I realized that every single unpleasant experience I remember in my life stems from believing I’m not worthy. It comes from ego driven messages that were handed to me by those who came before me. They don’t rule my life. They are part of my journey and I chose this path to learn what I need to know in this life. I am not suggesting the people who I grew up with were assholes. I am suggesting that the heartache I experienced as a child had more to do with my environment than a defect within me.

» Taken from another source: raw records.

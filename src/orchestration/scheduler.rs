//! Dependency-graph strategy.
//!
//! Every task of a validated [`TaskGraph`] gets a watcher task as soon as the
//! batch starts. A watcher waits on the completion signal of each of its
//! dependencies, builds its unit with the summaries of the dependencies that
//! succeeded, runs it and publishes the result on its own signal.
//!
//! Completion, not success, releases dependents: a failed dependency still
//! lets its dependents run, it just contributes nothing to their context.

use crate::core::dag::TaskGraph;
use crate::core::task::{dependency_block, TaskId, TaskResult, TaskSpec};
use crate::error::{Error, Result};
use crate::orchestration::engine::{Orchestrator, UnitLauncher};
use crate::orchestration::events::Strategy;
use crate::orchestration::registry::ActiveRegistry;
use std::collections::{BTreeMap, HashMap};
use std::sync::Arc;
use tokio::sync::{watch, Semaphore};
use tokio::task::JoinSet;
use tracing::{debug, error, info, warn};

/// Completion signal of one task. `None` until the task has a result.
type Signal = watch::Receiver<Option<TaskResult>>;

/// Everything one watcher needs, moved into its task.
struct Watcher {
    id: TaskId,
    spec: TaskSpec,
    waits_on: Vec<(TaskId, Signal)>,
    done: watch::Sender<Option<TaskResult>>,
}

impl Orchestrator {
    /// Run a dependency graph of tasks.
    ///
    /// Accepts a [`TaskGraph`] or anything convertible into one (a
    /// `HashMap`/`BTreeMap` of id to spec). The returned map has exactly the
    /// submitted ids as keys.
    ///
    /// # Errors
    ///
    /// - [`Error::InvalidGraph`] for cycles, self-dependencies or unknown
    ///   dependency ids. Nothing is created or run.
    /// - [`Error::Validation`] if the configured graph limit is zero.
    /// - [`Error::Setup`] if the factory fails for any task; remaining
    ///   watchers are aborted.
    pub async fn run_graph(
        &self,
        graph: impl Into<TaskGraph>,
    ) -> Result<BTreeMap<TaskId, TaskResult>> {
        let graph = graph.into();
        if self.graph_limit == Some(0) {
            return Err(Error::Validation(
                "graph_max_concurrent must be at least 1".to_string(),
            ));
        }
        if let Err(e) = graph.validate() {
            warn!(error = %e, "Rejected dependency graph");
            return Err(e);
        }
        if graph.is_empty() {
            return Ok(BTreeMap::new());
        }

        let scope = self.live.open();
        let registry = scope.registry().clone();
        info!(
            batch = %registry.batch_id().short(),
            tasks = graph.len(),
            edges = graph.dependency_count(),
            limit = ?self.graph_limit,
            "Spawning units by dependency graph"
        );

        let mut senders = HashMap::with_capacity(graph.len());
        let mut signals = HashMap::with_capacity(graph.len());
        for id in graph.ids() {
            let (tx, rx) = watch::channel(None);
            senders.insert(id.clone(), tx);
            signals.insert(id.clone(), rx);
        }

        let gate = self
            .graph_limit
            .map(|n| Arc::new(Semaphore::new(n.min(graph.len()))));
        let mut set = JoinSet::new();
        for (id, spec) in graph.into_tasks() {
            let waits_on = spec
                .dependencies
                .iter()
                .filter_map(|dep| signals.get(dep).map(|rx| (dep.clone(), rx.clone())))
                .collect();
            let Some(done) = senders.remove(&id) else {
                continue;
            };
            let watcher = Watcher {
                id,
                spec,
                waits_on,
                done,
            };
            set.spawn(watch_and_run(
                watcher,
                self.launcher.clone(),
                registry.clone(),
                gate.clone(),
            ));
        }
        drop(signals);

        let mut results = BTreeMap::new();
        let mut deferred: Option<Error> = None;
        while let Some(joined) = set.join_next().await {
            match joined {
                Ok(Ok((id, result))) => {
                    results.insert(id, result);
                }
                Ok(Err(e @ Error::Setup { .. })) => {
                    error!(error = %e, "Unit setup failed, aborting graph");
                    set.abort_all();
                    return Err(e);
                }
                // A watcher whose dependency vanished; the setup error that
                // caused it is still on its way.
                Ok(Err(e)) => {
                    deferred.get_or_insert(e);
                }
                Err(e) => {
                    error!(error = %e, "Graph watcher terminated unexpectedly");
                    set.abort_all();
                    return Err(Error::TaskJoin(e.to_string()));
                }
            }
        }
        drop(scope);

        if let Some(e) = deferred {
            return Err(e);
        }
        self.launcher.finish(Strategy::Graph, results.values());
        Ok(results)
    }
}

async fn watch_and_run(
    watcher: Watcher,
    launcher: UnitLauncher,
    registry: ActiveRegistry,
    gate: Option<Arc<Semaphore>>,
) -> Result<(TaskId, TaskResult)> {
    let Watcher {
        id,
        spec,
        waits_on,
        done,
    } = watcher;

    let mut context = spec.context.clone();
    for (dep, mut signal) in waits_on {
        let outcome = match signal.wait_for(Option::is_some).await {
            Ok(published) => (*published).clone(),
            Err(_) => None,
        };
        match outcome {
            Some(result) if result.success => {
                context.push_str(&dependency_block(&dep, &result.summary));
            }
            Some(_) => {
                debug!(task = %id, dependency = %dep, "Dependency failed, summary not threaded");
            }
            None => {
                return Err(Error::TaskJoin(format!(
                    "dependency '{}' of task '{}' ended without a result",
                    dep, id
                )));
            }
        }
    }

    let unit = launcher.create(id.as_str(), &spec, &context).await?;

    let _permit = match gate {
        Some(gate) => Some(
            gate.acquire_owned()
                .await
                .map_err(|e| Error::TaskJoin(e.to_string()))?,
        ),
        None => None,
    };

    registry.insert(id.as_str(), unit.label());
    let result = launcher.run(id.as_str(), unit.as_ref()).await;
    registry.remove(id.as_str());

    done.send_replace(Some(result.clone()));
    Ok((id, result))
}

As I listened to Davidji explain his experience teaching “tactical breathing” to Marines, Special Forces and members of law enforcement, I realized that I’ve been expecting the world to adjust to me instead of learning to adjust to the world. When I say ‘adjust’, I don’t mean change, I mean adjust my approach to situations based on my audience while being fully grounded in who I am and what I believe. I mean being open and accepting of others from a base of loving myself. True strength is gentle, flexible, malleable…
Cheryl Richardson said that when she used to hear people say “you need to love yourself”, she wanted to hit something. I honor that honestly but loving and accepting myself truly is the key to being able to fully love and accept others. There’s no way around it.
When I’m honest with myself, I see I’ve been hateful towards others when I agreed with their diminishing approach to me. No one else can make me feel ‘less than’. No one else can steal my joy because my joy comes from the divine. If I lose connection with it, all I have to do is ask for help to get the connection back. Even in difficult circumstances, I can be joyful at heart. Everyone can.
I want to be a spiritual person. I want to be connected to the source of life, the creative energy that holds the infinite universe together. I am. I am. Right here, right now, I am connected.
I’m connected to the part of you that knows what I’m talking about. I need not be threatened by differing beliefs. I need not hush the inner voice that is connected to the divine for fear it’s leading me astray. I just need to listen from a quiet, connected, place. All I need to know is found there.
I am safe. I am well. All things will come in their own time.